_Problem to work on_
Say how many lines of the data below have the word "airport" in them. Add nothing else.
Record extracts: Begin
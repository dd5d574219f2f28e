//! WebAssembly module for the Item Weight Measure form
//!
//! Lets the browser form run the pure workflow locally:
//! - Default report window
//! - Response normalization and distribution into the three tables
//! - Reset of negative stock rows
//!
//! Every function takes and returns JSON strings.

use chrono::NaiveDate;
use serde::Serialize;
use wasm_bindgen::prelude::*;

// Re-export shared types for use in JavaScript
pub use shared::models::*;
pub use shared::types::*;

/// Initialize the WASM module
#[wasm_bindgen(start)]
pub fn init() {
    web_sys::console::debug_1(&JsValue::from_str("item weight measure module loaded"));
}

fn to_js<T, E: ToString>(result: Result<T, E>) -> Result<T, JsValue> {
    result.map_err(|e| JsValue::from_str(&e.to_string()))
}

fn to_json<T: Serialize>(value: &T) -> Result<String, String> {
    serde_json::to_string(value).map_err(|e| format!("Failed to encode JSON: {}", e))
}

fn parse_date(value: &str) -> Result<NaiveDate, String> {
    value
        .parse::<NaiveDate>()
        .map_err(|e| format!("Invalid date {:?}: {}", value, e))
}

/// Today's date according to the browser clock
fn browser_today() -> Result<NaiveDate, String> {
    let now = js_sys::Date::new_0();
    NaiveDate::from_ymd_opt(
        now.get_full_year() as i32,
        now.get_month() + 1,
        now.get_date(),
    )
    .ok_or_else(|| "Browser returned an invalid date".to_string())
}

pub fn default_report_range_json(today: &str) -> Result<String, String> {
    to_json(&DateRange::default_window(parse_date(today)?))
}

pub fn apply_default_range_json(query_json: &str, today: &str) -> Result<String, String> {
    let mut query: ReportQuery =
        serde_json::from_str(query_json).map_err(|e| format!("Invalid query JSON: {}", e))?;
    query.apply_default_range(parse_date(today)?);
    to_json(&query)
}

pub fn distribute_results_json(results_json: &str) -> Result<String, String> {
    let results: Vec<ItemResultRow> =
        serde_json::from_str(results_json).map_err(|e| format!("Invalid results JSON: {}", e))?;
    to_json(&distribute(&results))
}

pub fn normalize_response_json(response_json: &str, shape: &str) -> Result<String, String> {
    let setting: ShapeSetting = serde_json::from_value(serde_json::Value::String(shape.to_string()))
        .map_err(|_| format!("Unknown response shape {:?}", shape))?;
    let response: ReportResponse =
        serde_json::from_str(response_json).map_err(|e| format!("Invalid response JSON: {}", e))?;
    let normalized = normalize_results(response.results, setting).map_err(|e| e.to_string())?;
    to_json(&distribute(&normalized.rows))
}

pub fn reset_to_zero_required_json(rows_json: &str) -> Result<bool, String> {
    let rows: Vec<DerivedRow> =
        serde_json::from_str(rows_json).map_err(|e| format!("Invalid rows JSON: {}", e))?;
    Ok(reset_requires_confirmation(&rows))
}

pub fn reset_to_zero_json(rows_json: &str) -> Result<String, String> {
    let mut rows: Vec<DerivedRow> =
        serde_json::from_str(rows_json).map_err(|e| format!("Invalid rows JSON: {}", e))?;
    reset_negative_stock(&mut rows);
    to_json(&rows)
}

/// Default report window for `today` (YYYY-MM-DD)
#[wasm_bindgen]
pub fn default_report_range(today: &str) -> Result<String, JsValue> {
    to_js(default_report_range_json(today))
}

/// Default report window for the browser's current date
#[wasm_bindgen]
pub fn default_report_range_today() -> Result<String, JsValue> {
    let today = to_js(browser_today())?;
    to_js(to_json(&DateRange::default_window(today)))
}

/// Fill unset dates of a query with the default window
#[wasm_bindgen]
pub fn apply_default_range(query_json: &str, today: &str) -> Result<String, JsValue> {
    to_js(apply_default_range_json(query_json, today))
}

/// Fan result rows into `items`, `negative_stock_items` and `overload_items`
#[wasm_bindgen]
pub fn distribute_results(results_json: &str) -> Result<String, JsValue> {
    to_js(distribute_results_json(results_json))
}

/// Normalize a raw `{results: [...]}` response (shape: auto, modern, legacy)
/// and distribute it
#[wasm_bindgen]
pub fn normalize_response(response_json: &str, shape: &str) -> Result<String, JsValue> {
    to_js(normalize_response_json(response_json, shape))
}

/// Whether resetting these rows needs a confirmation dialog
#[wasm_bindgen]
pub fn reset_to_zero_required(rows_json: &str) -> Result<bool, JsValue> {
    to_js(reset_to_zero_required_json(rows_json))
}

/// Reset negative stock rows; call only after the user confirmed
#[wasm_bindgen]
pub fn reset_to_zero(rows_json: &str) -> Result<String, JsValue> {
    if !to_js(reset_to_zero_required_json(rows_json))? {
        web_sys::console::info_1(&JsValue::from_str(NO_NEGATIVE_STOCK_NOTICE));
    }
    to_js(reset_to_zero_json(rows_json))
}
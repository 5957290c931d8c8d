//! Itinerary sequencing: ordering an unordered set of chosen legs.
//!
//! Both alternate solvers (evolutionary and exact) select legs as an
//! unordered set; this module reconstructs the travel order by chaining
//! legs from the trip origin, and validates destination coverage.

use crate::models::{CandidateItinerary, TransportOption};

/// Orders an unordered set of legs into a chained itinerary.
///
/// Starting at `origin`, repeatedly appends the first remaining leg whose
/// origin equals the current city (ties broken by input order), advances
/// to that leg's destination, and stops when no leg matches. Legs that
/// never connect are left out.
///
/// Returns `None` if no leg departs from the origin at all.
///
/// # Examples
///
/// ```
/// use u_itinerary::models::{Flight, TransportOption};
/// use u_itinerary::sequence::sequence_legs;
///
/// let legs = vec![
///     TransportOption::Flight(Flight::one_way("B", "C", "d", "1h", 1.0)),
///     TransportOption::Flight(Flight::one_way("A", "B", "d", "1h", 1.0)),
/// ];
/// let it = sequence_legs(legs, "A").unwrap();
/// assert_eq!(it.legs()[0].origin(), "A");
/// assert_eq!(it.legs()[1].origin(), "B");
/// ```
pub fn sequence_legs(legs: Vec<TransportOption>, origin: &str) -> Option<CandidateItinerary> {
    let mut pool: Vec<Option<TransportOption>> = legs.into_iter().map(Some).collect();
    let mut ordered = Vec::new();
    let mut current = origin.to_string();

    loop {
        let next = pool.iter_mut().find_map(|slot| {
            if slot.as_ref().is_some_and(|l| l.origin() == current) {
                slot.take()
            } else {
                None
            }
        });
        match next {
            Some(leg) => {
                current = leg.destination().to_string();
                ordered.push(leg);
            }
            None => break,
        }
    }

    if ordered.is_empty() {
        None
    } else {
        Some(CandidateItinerary::from_legs(ordered))
    }
}

/// Checks that an itinerary starts at the trip origin and visits every
/// mandatory destination.
///
/// A destination counts as visited when it appears as a leg's destination,
/// or as an intermediate leg's origin. Returning to the origin is not
/// required (open tours are valid).
pub fn covers_destinations(
    itinerary: &CandidateItinerary,
    origin: &str,
    destinations: &[String],
) -> bool {
    if itinerary.departure_city() != Some(origin) {
        return false;
    }

    destinations.iter().all(|dest| {
        itinerary.legs().iter().any(|leg| {
            leg.destination() == dest || (leg.origin() != origin && leg.origin() == dest)
        })
    })
}
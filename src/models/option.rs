//! Transport option records: flights and car rentals.

use serde::{Deserialize, Serialize};

/// Transport mode of a leg.
#[derive(Debug, Clone, Copy, PartialEq, Eq, Hash, Serialize, Deserialize)]
pub enum Mode {
    /// Scheduled flight.
    Flight,
    /// Car rental driven between two cities.
    Car,
}

impl std::fmt::Display for Mode {
    fn fmt(&self, f: &mut std::fmt::Formatter<'_>) -> std::fmt::Result {
        match self {
            Mode::Flight => write!(f, "flight"),
            Mode::Car => write!(f, "car"),
        }
    }
}

/// A priced flight between two cities, optionally round trip.
///
/// Raw records carry free-text durations as scraped; the catalog snapshot
/// fills `duration_minutes` and the display `duration` when loading
/// (see [`Snapshot`](crate::catalog::Snapshot)).
///
/// # Examples
///
/// ```
/// use u_itinerary::models::Flight;
///
/// let f = Flight::one_way("GRU", "SCL", "2026-06-14", "6h 20m", 520.0);
/// assert_eq!(f.origin, "GRU");
/// assert!(f.return_departure.is_none());
/// ```
#[derive(Debug, Clone, PartialEq, Serialize, Deserialize)]
pub struct Flight {
    /// Departure city/airport code.
    pub origin: String,
    /// Arrival city/airport code.
    pub destination: String,
    /// Outbound departure date.
    pub outbound_departure: String,
    /// Outbound arrival date.
    #[serde(default)]
    pub outbound_arrival: String,
    /// Outbound duration as scraped, e.g. `"6h 20m"`.
    pub outbound_duration: String,
    /// Number of outbound stops.
    #[serde(default)]
    pub outbound_stops: u32,
    /// Return departure date, if this is a round trip.
    #[serde(default)]
    pub return_departure: Option<String>,
    /// Return arrival date, if this is a round trip.
    #[serde(default)]
    pub return_arrival: Option<String>,
    /// Return duration text, if this is a round trip.
    #[serde(default)]
    pub return_duration: Option<String>,
    /// Number of return stops, if this is a round trip.
    #[serde(default)]
    pub return_stops: Option<u32>,
    /// Operating carrier.
    pub carrier: String,
    /// Price in currency units (currency-agnostic).
    pub price: f64,
    /// Total duration in minutes (outbound + return). Filled at load.
    #[serde(default)]
    pub duration_minutes: u32,
    /// Display duration combining outbound and return text. Filled at load.
    #[serde(default)]
    pub duration: String,
}

impl Flight {
    /// Creates a one-way flight with the fields the optimizer needs.
    pub fn one_way(
        origin: &str,
        destination: &str,
        departure: &str,
        duration_text: &str,
        price: f64,
    ) -> Self {
        Self {
            origin: origin.to_string(),
            destination: destination.to_string(),
            outbound_departure: departure.to_string(),
            outbound_arrival: String::new(),
            outbound_duration: duration_text.to_string(),
            outbound_stops: 0,
            return_departure: None,
            return_arrival: None,
            return_duration: None,
            return_stops: None,
            carrier: String::new(),
            price,
            duration_minutes: 0,
            duration: String::new(),
        }
    }

    /// Adds a return segment, turning this into a round trip.
    pub fn with_return(mut self, departure: &str, duration_text: &str) -> Self {
        self.return_departure = Some(departure.to_string());
        self.return_duration = Some(duration_text.to_string());
        self
    }

    /// Sets the operating carrier.
    pub fn with_carrier(mut self, carrier: &str) -> Self {
        self.carrier = carrier.to_string();
        self
    }

    /// Returns `true` if this flight has a return segment.
    pub fn is_round_trip(&self) -> bool {
        self.return_duration.is_some()
    }
}

/// A car rental picked up in one city and dropped off in another.
///
/// `duration_minutes` and the display `duration` are estimated from
/// great-circle distance at load time (see [`geo`](crate::geo)).
#[derive(Debug, Clone, PartialEq, Serialize, Deserialize)]
pub struct CarLeg {
    /// Pickup city/airport code.
    pub pickup: String,
    /// Drop-off city/airport code.
    pub dropoff: String,
    /// Rental period start date.
    pub pickup_date: String,
    /// Rental period end date.
    #[serde(default)]
    pub dropoff_date: String,
    /// Vehicle category, e.g. `"Compact"`.
    #[serde(default)]
    pub category: String,
    /// Rental company.
    pub provider: String,
    /// Price in currency units (currency-agnostic).
    pub price: f64,
    /// Estimated driving duration in minutes. Filled at load.
    #[serde(default)]
    pub duration_minutes: u32,
    /// Display duration text. Filled at load.
    #[serde(default)]
    pub duration: String,
}

impl CarLeg {
    /// Creates a car leg with the fields the optimizer needs.
    pub fn new(pickup: &str, dropoff: &str, pickup_date: &str, provider: &str, price: f64) -> Self {
        Self {
            pickup: pickup.to_string(),
            dropoff: dropoff.to_string(),
            pickup_date: pickup_date.to_string(),
            dropoff_date: String::new(),
            category: String::new(),
            provider: provider.to_string(),
            price,
            duration_minutes: 0,
            duration: String::new(),
        }
    }

    /// Sets the vehicle category.
    pub fn with_category(mut self, category: &str) -> Self {
        self.category = category.to_string();
        self
    }
}

/// One priced, timed leg between two cities — either a flight or a car
/// rental. Read-only once loaded; the core never mutates these.
///
/// # Examples
///
/// ```
/// use u_itinerary::models::{Flight, Mode, TransportOption};
///
/// let opt = TransportOption::Flight(Flight::one_way("GRU", "SCL", "2026-06-14", "4h 0m", 500.0));
/// assert_eq!(opt.mode(), Mode::Flight);
/// assert_eq!(opt.origin(), "GRU");
/// assert_eq!(opt.destination(), "SCL");
/// ```
#[derive(Debug, Clone, PartialEq, Serialize, Deserialize)]
pub enum TransportOption {
    /// A flight leg.
    Flight(Flight),
    /// A car rental leg.
    Car(CarLeg),
}

impl TransportOption {
    /// Transport mode of this leg.
    pub fn mode(&self) -> Mode {
        match self {
            TransportOption::Flight(_) => Mode::Flight,
            TransportOption::Car(_) => Mode::Car,
        }
    }

    /// City the leg departs from.
    pub fn origin(&self) -> &str {
        match self {
            TransportOption::Flight(f) => &f.origin,
            TransportOption::Car(c) => &c.pickup,
        }
    }

    /// City the leg arrives at.
    pub fn destination(&self) -> &str {
        match self {
            TransportOption::Flight(f) => &f.destination,
            TransportOption::Car(c) => &c.dropoff,
        }
    }

    /// Price in currency units.
    pub fn price(&self) -> f64 {
        match self {
            TransportOption::Flight(f) => f.price,
            TransportOption::Car(c) => c.price,
        }
    }

    /// Normalized duration in minutes.
    pub fn duration_minutes(&self) -> u32 {
        match self {
            TransportOption::Flight(f) => f.duration_minutes,
            TransportOption::Car(c) => c.duration_minutes,
        }
    }

    /// Display-friendly duration text.
    pub fn duration_text(&self) -> &str {
        match self {
            TransportOption::Flight(f) => &f.duration,
            TransportOption::Car(c) => &c.duration,
        }
    }

    /// Carrier for flights, rental company for car legs.
    pub fn provider(&self) -> &str {
        match self {
            TransportOption::Flight(f) => &f.carrier,
            TransportOption::Car(c) => &c.provider,
        }
    }

    /// Travel date: outbound departure for flights, pickup date for cars.
    pub fn travel_date(&self) -> &str {
        match self {
            TransportOption::Flight(f) => &f.outbound_departure,
            TransportOption::Car(c) => &c.pickup_date,
        }
    }
}

#[cfg(test)]
mod tests {
    use super::*;

    #[test]
    fn test_one_way_flight() {
        let f = Flight::one_way("GRU", "SCL", "2026-06-14", "4h 0m", 500.0);
        assert_eq!(f.origin, "GRU");
        assert_eq!(f.destination, "SCL");
        assert!(!f.is_round_trip());
        assert_eq!(f.price, 500.0);
    }

    #[test]
    fn test_round_trip_flight() {
        let f = Flight::one_way("GRU", "SCL", "2026-06-14", "4h 0m", 900.0)
            .with_return("2026-06-20", "4h 10m")
            .with_carrier("LATAM");
        assert!(f.is_round_trip());
        assert_eq!(f.return_duration.as_deref(), Some("4h 10m"));
        assert_eq!(f.carrier, "LATAM");
    }

    #[test]
    fn test_car_leg() {
        let c = CarLeg::new("SCL", "MDZ", "2026-06-15", "Localiza", 180.0).with_category("SUV");
        assert_eq!(c.pickup, "SCL");
        assert_eq!(c.dropoff, "MDZ");
        assert_eq!(c.category, "SUV");
    }

    #[test]
    fn test_option_accessors_flight() {
        let mut f = Flight::one_way("GRU", "SCL", "2026-06-14", "4h 0m", 500.0);
        f.duration_minutes = 240;
        f.carrier = "GOL".to_string();
        let opt = TransportOption::Flight(f);
        assert_eq!(opt.mode(), Mode::Flight);
        assert_eq!(opt.origin(), "GRU");
        assert_eq!(opt.destination(), "SCL");
        assert_eq!(opt.duration_minutes(), 240);
        assert_eq!(opt.provider(), "GOL");
        assert_eq!(opt.travel_date(), "2026-06-14");
    }

    #[test]
    fn test_option_accessors_car() {
        let mut c = CarLeg::new("SCL", "MDZ", "2026-06-15", "Hertz", 120.0);
        c.duration_minutes = 300;
        let opt = TransportOption::Car(c);
        assert_eq!(opt.mode(), Mode::Car);
        assert_eq!(opt.origin(), "SCL");
        assert_eq!(opt.destination(), "MDZ");
        assert_eq!(opt.provider(), "Hertz");
        assert_eq!(opt.travel_date(), "2026-06-15");
    }

    #[test]
    fn test_mode_display() {
        assert_eq!(Mode::Flight.to_string(), "flight");
        assert_eq!(Mode::Car.to_string(), "car");
    }
}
Record extracts: End
_Written reply_
4